Anime's Human Machines
Members and Members Plus: 10am Friday 28 September
General on sale: 10am Thursday 4 October
In 1963 Osamu Tezuka’s TV series Astro Boy brought a new kind of robot to Japan. The robot child with a loving heart began a line of compelling, conflicted cyborgs whose existence challenges humanity.
Japanese animation has embraced robotics, cybernetics and artificial intelligence as major themes. More interestingly, it uses these themes to explore complex moral and social questions: humanity’s responsibility for its actions, response to the other, greed, short-termism, failure to care for the ecosystem that sustains us.
Our season examines the challenge of the man-machine interface through eight films on various aspects of humanity’s response to technological change. One interesting factor to emerge from these films is how our own view of technology has changed since the earliest was released. Another is how humanity still refuses responsibility for the impact of our actions. These films give no answers, but suggest responses.
Supported by Wellcome
Anime's Human Machines: Tetsuo, The Iron Man (18) + panel
The horror – and the pleasure – of a body infected and transformed by technology are at the core of this thumping cyberpunk nightmare, a key reference for the anime that followed.

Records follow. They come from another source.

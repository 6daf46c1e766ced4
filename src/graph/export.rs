use serde::{Deserialize, Serialize};

use super::{CycleReport, CycleSeverity, DependencyGraph, EdgeKind};

#[derive(Debug, Clone, PartialEq, Serialize, Deserialize)]
#[serde(rename_all = "camelCase")]
pub struct NodeExport {
    pub id: String,
    pub relative_path: String,
    pub fan_in: usize,
    pub fan_out: usize,
    pub instability: f64,
}

#[derive(Debug, Clone, PartialEq, Eq, Serialize, Deserialize)]
pub struct EdgeExport {
    pub source: String,
    pub target: String,
    #[serde(rename = "type")]
    pub kind: EdgeKind,
}

#[derive(Debug, Clone, PartialEq, Eq, Serialize, Deserialize)]
pub struct CycleExport {
    pub members: Vec<String>,
    pub severity: CycleSeverity,
    pub suggestions: Vec<String>,
}

/// Serializable view of the graph and its cycles for external tooling
#[derive(Debug, Clone, PartialEq, Default, Serialize, Deserialize)]
#[serde(rename_all = "camelCase")]
pub struct GraphExport {
    pub nodes: Vec<NodeExport>,
    pub edges: Vec<EdgeExport>,
    pub cycles: Vec<CycleExport>,
    pub possibly_incomplete: bool,
}

impl GraphExport {
    pub fn new(graph: &DependencyGraph, cycles: &CycleReport) -> Self {
        let nodes = graph
            .nodes()
            .map(|n| NodeExport {
                id: n.id.to_string_lossy().to_string(),
                relative_path: n.relative_path.clone(),
                fan_in: n.metrics.fan_in,
                fan_out: n.metrics.fan_out,
                instability: n.metrics.instability,
            })
            .collect();

        let edges = graph
            .edges()
            .iter()
            .map(|e| EdgeExport {
                source: e.source.to_string_lossy().to_string(),
                target: e.target.to_string_lossy().to_string(),
                kind: e.kind,
            })
            .collect();

        let cycles_out = cycles
            .cycles
            .iter()
            .map(|c| CycleExport {
                members: c.ids.iter().map(|id| id.to_string_lossy().to_string()).collect(),
                severity: c.severity,
                suggestions: c.suggestions.clone(),
            })
            .collect();

        Self {
            nodes,
            edges,
            cycles: cycles_out,
            possibly_incomplete: cycles.possibly_incomplete,
        }
    }

    pub fn to_json(&self) -> crate::error::Result<String> {
        Ok(serde_json::to_string_pretty(self)?)
    }
}
pub mod analyzer;
pub mod cache;
pub mod extractor;
pub mod metrics;
pub mod models;
pub mod parser;
pub mod patterns;
pub mod rules;

pub use analyzer::{content_hash, FileAnalyzer};
pub use cache::{AnalysisCache, AnalysisCacheEntry};
pub use extractor::{ExtractionResult, MetadataExtractor};
pub use models::{
    FileAnalysis, FileAnalysisReport, FileError, FileRecord, Issue, IssueType, LineMetrics,
    Priority, Scores, Severity,
};
use once_cell::sync::OnceCell;
use tree_sitter::Query;

use super::{cached_query, LanguageGrammar};

/// TypeScript and plain JavaScript modules
pub struct TypeScriptGrammar;

/// TSX and JSX modules
pub struct TsxGrammar;

static TS_IMPORTS_QUERY: OnceCell<Option<Query>> = OnceCell::new();
static TS_EXPORTS_QUERY: OnceCell<Option<Query>> = OnceCell::new();
static TSX_IMPORTS_QUERY: OnceCell<Option<Query>> = OnceCell::new();
static TSX_EXPORTS_QUERY: OnceCell<Option<Query>> = OnceCell::new();

const IMPORTS_QUERY: &str = r#"
(import_statement
    source: (string) @source
)

(export_statement
    source: (string) @source
)

(import_require_clause
    source: (string) @source
)

(call_expression
    function: (identifier) @callee
    arguments: (arguments (string) @source)
)

(call_expression
    function: (import)
    arguments: (arguments (string) @source)
)
"#;

// Declarations and export clauses are unpacked by the extractor.
const EXPORTS_QUERY: &str = r#"
(export_statement) @export
"#;

impl LanguageGrammar for TypeScriptGrammar {
    fn name(&self) -> &'static str {
        "typescript"
    }

    fn file_extensions(&self) -> &[&'static str] {
        &["ts", "mts", "cts", "js", "mjs", "cjs"]
    }

    fn language(&self) -> tree_sitter::Language {
        tree_sitter_typescript::LANGUAGE_TYPESCRIPT.into()
    }

    fn imports_query(&self) -> &str {
        IMPORTS_QUERY
    }

    fn exports_query(&self) -> &str {
        EXPORTS_QUERY
    }

    fn cached_imports_query(&self) -> Option<&'static Query> {
        cached_query(&TS_IMPORTS_QUERY, self.language(), IMPORTS_QUERY, "typescript imports")
    }

    fn cached_exports_query(&self) -> Option<&'static Query> {
        cached_query(&TS_EXPORTS_QUERY, self.language(), EXPORTS_QUERY, "typescript exports")
    }
}

impl LanguageGrammar for TsxGrammar {
    fn name(&self) -> &'static str {
        "tsx"
    }

    fn file_extensions(&self) -> &[&'static str] {
        &["tsx", "jsx"]
    }

    fn language(&self) -> tree_sitter::Language {
        tree_sitter_typescript::LANGUAGE_TSX.into()
    }

    fn imports_query(&self) -> &str {
        IMPORTS_QUERY
    }

    fn exports_query(&self) -> &str {
        EXPORTS_QUERY
    }

    fn cached_imports_query(&self) -> Option<&'static Query> {
        cached_query(&TSX_IMPORTS_QUERY, self.language(), IMPORTS_QUERY, "tsx imports")
    }

    fn cached_exports_query(&self) -> Option<&'static Query> {
        cached_query(&TSX_EXPORTS_QUERY, self.language(), EXPORTS_QUERY, "tsx exports")
    }
}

Anime's Human Machines: Macross Plus The Movie (12A)
A fresh approach to a long established franchise, Macross Plus The Movie features a love triangle, a deadly rivalry, a virtual idol singer and some of the most dazzling combat sequences ever animated.
Anime's Human Machines: Summer Wars (12A) + intro
A dazzling movie by the best director Studio Ghibli ever let go, this is both visually delicious and solidly plotted, combining age-old romantic and family drama with terrifyingly possible technology.